ACTIVITY:
Repeat each record that follows, keeping it identical.

===== RECORDS FOR THIS TASK

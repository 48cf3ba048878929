/// Tunable constants for the rotation/unwrap controller
use serde::{Deserialize, Serialize};
use std::path::Path;

use crate::error::{Error, Result};

/// Controller tuning, loadable from TOML. Missing keys fall back to defaults.
#[derive(Debug, Clone, PartialEq, Serialize, Deserialize)]
#[serde(default)]
pub struct ControllerConfig {
    /// Degrees of yaw per unit of horizontal pointer travel
    pub drag_sensitivity: f64,
    /// Auto-rotation speed in degrees per second
    pub auto_rotation_speed: f64,
    /// Damping rate while the wrapper opens
    pub unwrap_rate: f64,
    /// Damping rate while the wrapper closes
    pub wrap_rate: f64,
    /// Damping rate of the pitch toward its progress-derived target
    pub pitch_rate: f64,
    pub wrapped_pitch: f64,
    pub unwrapped_pitch: f64,
    pub initial_pitch: f64,
    pub initial_yaw: f64,
    /// Idle time after a drag before auto-rotation resumes
    pub resume_delay_secs: f64,
    /// Upper bound on the elapsed time fed into a single frame
    pub max_frame_delta_secs: f64,
    /// Horizontal separation of each wrapper half when fully unwrapped
    pub wrapper_open_offset: f64,
    /// Outward tilt of each wrapper half (degrees) when fully unwrapped
    pub wrapper_open_tilt: f64,
    pub sheen_min: f64,
    pub sheen_max: f64,
    /// Container size that maps to a scale of 1.0
    pub base_scene_width: f64,
    pub base_scene_height: f64,
    pub min_scale: f64,
}

impl Default for ControllerConfig {
    fn default() -> Self {
        Self {
            drag_sensitivity: 0.35,
            auto_rotation_speed: 14.5,
            unwrap_rate: 3.5,
            wrap_rate: 2.2,
            pitch_rate: 4.0,
            wrapped_pitch: -10.0,
            unwrapped_pitch: 15.0,
            initial_pitch: 20.0,
            initial_yaw: -35.0,
            resume_delay_secs: 1.2,
            max_frame_delta_secs: 0.1,
            wrapper_open_offset: 140.0,
            wrapper_open_tilt: 15.0,
            sheen_min: 0.3,
            sheen_max: 1.0,
            base_scene_width: 520.0,
            base_scene_height: 420.0,
            min_scale: 0.55,
        }
    }
}

impl ControllerConfig {
    /// Parse and validate a TOML document.
    pub fn from_toml_str(input: &str) -> Result<Self> {
        let config: Self = toml::from_str(input)?;
        config.validate()?;
        Ok(config)
    }

    /// Read, parse and validate a TOML file.
    pub fn load(path: impl AsRef<Path>) -> Result<Self> {
        let path = path.as_ref();
        let text = std::fs::read_to_string(path).map_err(|source| Error::ConfigRead {
            path: path.to_path_buf(),
            source,
        })?;
        let config = Self::from_toml_str(&text)?;
        log::debug!("loaded controller config from {}", path.display());
        Ok(config)
    }

    /// Render the effective configuration as a TOML document.
    pub fn to_toml_string(&self) -> Result<String> {
        Ok(toml::to_string_pretty(self)?)
    }

    pub fn validate(&self) -> Result<()> {
        let positive = [
            ("unwrap_rate", self.unwrap_rate),
            ("wrap_rate", self.wrap_rate),
            ("pitch_rate", self.pitch_rate),
            ("max_frame_delta_secs", self.max_frame_delta_secs),
            ("base_scene_width", self.base_scene_width),
            ("base_scene_height", self.base_scene_height),
            ("min_scale", self.min_scale),
        ];
        for (name, value) in positive {
            if !value.is_finite() || value <= 0.0 {
                return Err(Error::InvalidConfig(format!(
                    "{name} must be a positive number, got {value}"
                )));
            }
        }

        let finite = [
            ("drag_sensitivity", self.drag_sensitivity),
            ("auto_rotation_speed", self.auto_rotation_speed),
            ("wrapped_pitch", self.wrapped_pitch),
            ("unwrapped_pitch", self.unwrapped_pitch),
            ("initial_pitch", self.initial_pitch),
            ("initial_yaw", self.initial_yaw),
            ("wrapper_open_offset", self.wrapper_open_offset),
            ("wrapper_open_tilt", self.wrapper_open_tilt),
        ];
        for (name, value) in finite {
            if !value.is_finite() {
                return Err(Error::InvalidConfig(format!("{name} must be finite")));
            }
        }

        if !self.resume_delay_secs.is_finite() || self.resume_delay_secs < 0.0 {
            return Err(Error::InvalidConfig(format!(
                "resume_delay_secs must be >= 0, got {}",
                self.resume_delay_secs
            )));
        }

        for (name, value) in [("sheen_min", self.sheen_min), ("sheen_max", self.sheen_max)] {
            if !(0.0..=1.0).contains(&value) {
                return Err(Error::InvalidConfig(format!(
                    "{name} must lie in [0, 1], got {value}"
                )));
            }
        }

        Ok(())
    }
}

#[cfg(test)]
mod tests {
    use super::*;

    #[test]
    fn test_defaults_are_valid() {
        let config = ControllerConfig::default();
        assert!(config.validate().is_ok());
        assert!(config.unwrap_rate > config.wrap_rate);
    }

    #[test]
    fn test_effective_config_reloads() {
        let mut config = ControllerConfig::default();
        config.resume_delay_secs = 2.5;
        let text = config.to_toml_string().unwrap();
        assert!(text.contains("resume_delay_secs = 2.5"));
        assert_eq!(ControllerConfig::from_toml_str(&text).unwrap(), config);
    }

    #[test]
    fn test_partial_toml_keeps_defaults() {
        let config = ControllerConfig::from_toml_str(
            "drag_sensitivity = 0.5\nresume_delay_secs = 2.0\n",
        )
        .unwrap();
        assert_eq!(config.drag_sensitivity, 0.5);
        assert_eq!(config.resume_delay_secs, 2.0);
        assert_eq!(config.auto_rotation_speed, 14.5);
    }

    #[test]
    fn test_rejects_non_positive_rate() {
        let err = ControllerConfig::from_toml_str("wrap_rate = 0.0").unwrap_err();
        assert!(matches!(err, Error::InvalidConfig(_)));
        assert!(err.to_string().contains("wrap_rate"));
    }

    #[test]
    fn test_rejects_sheen_out_of_range() {
        let err = ControllerConfig::from_toml_str("sheen_max = 1.5").unwrap_err();
        assert!(matches!(err, Error::InvalidConfig(_)));
    }

    #[test]
    fn test_rejects_malformed_toml() {
        let err = ControllerConfig::from_toml_str("drag_sensitivity = \"fast\"").unwrap_err();
        assert!(matches!(err, Error::ConfigParse(_)));
    }

    #[test]
    fn test_load_missing_file() {
        let err = ControllerConfig::load("/nonexistent/wrapspin.toml").unwrap_err();
        assert!(matches!(err, Error::ConfigRead { .. }));
    }
}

==========

TASK OUTPUT:
repository 48cf3ba048878929
/// Tunable constants for the rotation/unwrap controller
use serde::{Deserialize, Serialize};
use std::path::Path;

use crate::error::{Error, Result};

/// Controller tuning, loadable from TOML. Missing keys fall back to defaults.
#[derive(Debug, Clone, PartialEq, Serialize, Deserialize)]
#[serde(default)]
pub struct ControllerConfig {
    /// Degrees of yaw per unit of horizontal pointer travel
    pub drag_sensitivity: f64,
    /// Auto-rotation speed in degrees per second
    pub auto_rotation_speed: f64,
    /// Damping rate while the wrapper opens
    pub unwrap_rate: f64,
    /// Damping rate while the wrapper closes
    pub wrap_rate: f64,
    /// Damping rate of the pitch toward its progress-derived target
    pub pitch_rate: f64,
    pub wrapped_pitch: f64,
    pub unwrapped_pitch: f64,
    pub initial_pitch: f64,
    pub initial_yaw: f64,
    /// Idle time after a drag before auto-rotation resumes
    pub resume_delay_secs: f64,
    /// Upper bound on the elapsed time fed into a single frame
    pub max_frame_delta_secs: f64,
    /// Horizontal separation of each wrapper half when fully unwrapped
    pub wrapper_open_offset: f64,
    /// Outward tilt of each wrapper half (degrees) when fully unwrapped
    pub wrapper_open_tilt: f64,
    pub sheen_min: f64,
    pub sheen_max: f64,
    /// Container size that maps to a scale of 1.0
    pub base_scene_width: f64,
    pub base_scene_height: f64,
    pub min_scale: f64,
}

impl Default for ControllerConfig {
    fn default() -> Self {
        Self {
            drag_sensitivity: 0.35,
            auto_rotation_speed: 14.5,
            unwrap_rate: 3.5,
            wrap_rate: 2.2,
            pitch_rate: 4.0,
            wrapped_pitch: -10.0,
            unwrapped_pitch: 15.0,
            initial_pitch: 20.0,
            initial_yaw: -35.0,
            resume_delay_secs: 1.2,
            max_frame_delta_secs: 0.1,
            wrapper_open_offset: 140.0,
            wrapper_open_tilt: 15.0,
            sheen_min: 0.3,
            sheen_max: 1.0,
            base_scene_width: 520.0,
            base_scene_height: 420.0,
            min_scale: 0.55,
        }
    }
}

impl ControllerConfig {
    /// Parse and validate a TOML document.
    pub fn from_toml_str(input: &str) -> Result<Self> {
        let config: Self = toml::from_str(input)?;
        config.validate()?;
        Ok(config)
    }

    /// Read, parse and validate a TOML file.
    pub fn load(path: impl AsRef<Path>) -> Result<Self> {
        let path = path.as_ref();
        let text = std::fs::read_to_string(path).map_err(|source| Error::ConfigRead {
            path: path.to_path_buf(),
            source,
        })?;
        let config = Self::from_toml_str(&text)?;
        log::debug!("loaded controller config from {}", path.display());
        Ok(config)
    }

    /// Render the effective configuration as a TOML document.
    pub fn to_toml_string(&self) -> Result<String> {
        Ok(toml::to_string_pretty(self)?)
    }

    pub fn validate(&self) -> Result<()> {
        let positive = [
            ("unwrap_rate", self.unwrap_rate),
            ("wrap_rate", self.wrap_rate),
            ("pitch_rate", self.pitch_rate),
            ("max_frame_delta_secs", self.max_frame_delta_secs),
            ("base_scene_width", self.base_scene_width),
            ("base_scene_height", self.base_scene_height),
            ("min_scale", self.min_scale),
        ];
        for (name, value) in positive {
            if !value.is_finite() || value <= 0.0 {
                return Err(Error::InvalidConfig(format!(
                    "{name} must be a positive number, got {value}"
                )));
            }
        }

        let finite = [
            ("drag_sensitivity", self.drag_sensitivity),
            ("auto_rotation_speed", self.auto_rotation_speed),
            ("wrapped_pitch", self.wrapped_pitch),
            ("unwrapped_pitch", self.unwrapped_pitch),
            ("initial_pitch", self.initial_pitch),
            ("initial_yaw", self.initial_yaw),
            ("wrapper_open_offset", self.wrapper_open_offset),
            ("wrapper_open_tilt", self.wrapper_open_tilt),
        ];
        for (name, value) in finite {
            if !value.is_finite() {
                return Err(Error::InvalidConfig(format!("{name} must be finite")));
            }
        }

        if !self.resume_delay_secs.is_finite() || self.resume_delay_secs < 0.0 {
            return Err(Error::InvalidConfig(format!(
                "resume_delay_secs must be >= 0, got {}",
                self.resume_delay_secs
            )));
        }

        for (name, value) in [("sheen_min", self.sheen_min), ("sheen_max", self.sheen_max)] {
            if !(0.0..=1.0).contains(&value) {
                return Err(Error::InvalidConfig(format!(
                    "{name} must lie in [0, 1], got {value}"
                )));
            }
        }

        Ok(())
    }
}

#[cfg(test)]
mod tests {
    use super::*;

    #[test]
    fn test_defaults_are_valid() {
        let config = ControllerConfig::default();
        assert!(config.validate().is_ok());
        assert!(config.unwrap_rate > config.wrap_rate);
    }

    #[test]
    fn test_effective_config_reloads() {
        let mut config = ControllerConfig::default();
        config.resume_delay_secs = 2.5;
        let text = config.to_toml_string().unwrap();
        assert!(text.contains("resume_delay_secs = 2.5"));
        assert_eq!(ControllerConfig::from_toml_str(&text).unwrap(), config);
    }

    #[test]
    fn test_partial_toml_keeps_defaults() {
        let config = ControllerConfig::from_toml_str(
            "drag_sensitivity = 0.5\nresume_delay_secs = 2.0\n",
        )
        .unwrap();
        assert_eq!(config.drag_sensitivity, 0.5);
        assert_eq!(config.resume_delay_secs, 2.0);
        assert_eq!(config.auto_rotation_speed, 14.5);
    }

    #[test]
    fn test_rejects_non_positive_rate() {
        let err = ControllerConfig::from_toml_str("wrap_rate = 0.0").unwrap_err();
        assert!(matches!(err, Error::InvalidConfig(_)));
        assert!(err.to_string().contains("wrap_rate"));
    }

    #[test]
    fn test_rejects_sheen_out_of_range() {
        let err = ControllerConfig::from_toml_str("sheen_max = 1.5").unwrap_err();
        assert!(matches!(err, Error::InvalidConfig(_)));
    }

    #[test]
    fn test_rejects_malformed_toml() {
        let err = ControllerConfig::from_toml_str("drag_sensitivity = \"fast\"").unwrap_err();
        assert!(matches!(err, Error::ConfigParse(_)));
    }

    #[test]
    fn test_load_missing_file() {
        let err = ControllerConfig::load("/nonexistent/wrapspin.toml").unwrap_err();
        assert!(matches!(err, Error::ConfigRead { .. }));
    }
}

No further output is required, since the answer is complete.